The Gordon Gallery exhibition opened on Friday, April 10th, 1973, only two days before the Yom Kippur war broke out, such that Druks’ childhood memories were loaded with the murmurs of current affairs. Photographs of Druks were presented, wearing a yarmulke and standing facing the wall, standing in the “corner” in several of the institutions that represent Israeli society - the Bilu school that he attended, the Western Wall, the Knesset, the Israel Museum. 

Another “school” punishment shown was the repeated copying out of the verses “Army and priesthood shall receive honors high as their valuable functions deserve. But they must not interfere in the administration of the State which confers distinction upon them, else they will conjure up difficulties without and within,” (Herzl, The Jewish State) and “Thou shalt not abhor an Edomite, for he is thy brother; thou shalt not abhor an Egyptian, because thou wast a stranger in his land,” (Deuteronomy 23:8). 

Apart from photographs of Druks standing in the corner, the work included the placement of old school desks, etched with decades old graffiti. On sheets of paper, Druks copies bible passages over and over, and these are set on the table in the center of the gallery. On the wall is projected Druks’ film ‘Punishments,’ in the process of copying the sentence over and over again, from the vantage point over the shoulder of the punished student.
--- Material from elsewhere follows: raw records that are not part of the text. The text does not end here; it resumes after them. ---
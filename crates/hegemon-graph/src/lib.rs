//! Graph projection layer for the Hegemon simulation.
//!
//! Each tick the engine projects the immutable [`WorldState`] into a mutable
//! [`WorkingGraph`], lets the systems mutate it, and reconstructs a fresh
//! snapshot. The projection is lossless: an unmodified graph reconstructs to
//! a state equal to the one it came from.
//!
//! # Modules
//!
//! - [`error`] -- Error types for graph lookups and persistence.
//! - [`graph`] -- The [`WorkingGraph`] and its query/mutation API.
//! - [`projection`] -- [`project`] and [`reconstruct`].
//! - [`persist`] -- JSON dump and reload of states through the graph form.
//!
//! [`WorldState`]: hegemon_types::WorldState

pub mod error;
pub mod graph;
pub mod persist;
pub mod projection;

pub use error::GraphError;
pub use graph::{GraphMetadata, Node, WorkingGraph};
pub use persist::{dump_state, load_state};
pub use projection::{into_state, project, reconstruct};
Meanwhile, recitation of portions of Herzl’s “Jewish State” were played from a recording device.

In presenting his execution of the punishment, Druks says, he sought to demonstrate “a process of things slipping away from life.” The punishment - a supposedly positive thing - makes for the gradual control of another consciousness as it is carried out - and not that which the educators intended: “the participant is heard sighing, already by the halfway point he has had enough, he lets out vigorous curses, he thinks about something else, and I transcribed the entire text, straight from the recording, in English and Hebrew.” 

At the exhibition the original text was displayed, along with the recording device and the transcription of the text: 12 lines that turned into 12 pages. In the corners of the gallery, Druks wrote down the names of individuals who, in his opinion, deserved educational punishment, among them (two days before the war broke out) Golda Meir, Moshe Dayan and Arik Sharon. 

In conversation with Idith Zertal at the opening of the exhibition, Druks explained: 

“For me Golda Meir, Moshe Dayan and Arik Sharon are symbolic, and if I could, I really would stand them in the corner. As I see it, they represent professional businessmen and politicians. I see myself as a political creature, but politics as a career is corrupting. It’s a profession that gives people power, and power is corrupting.” 2

Two days later, when the war broke out, the exhibition was closed - but resumed afterwards. The feelings of rage agains the political and military establishment, the frustration and self-flagellation following the Yom Kippur War, were well-integrated into the exhibition’s political context. Zartel wrote: “One of the few who could have prophesied the war along the lines of ‘I told you so’ and did not do so, is Michael Druks - painter, sculptor, conceptual artist, or whatever you want to call it. I am willing to testify that he told us so and how, in his art, his words and his actions.” 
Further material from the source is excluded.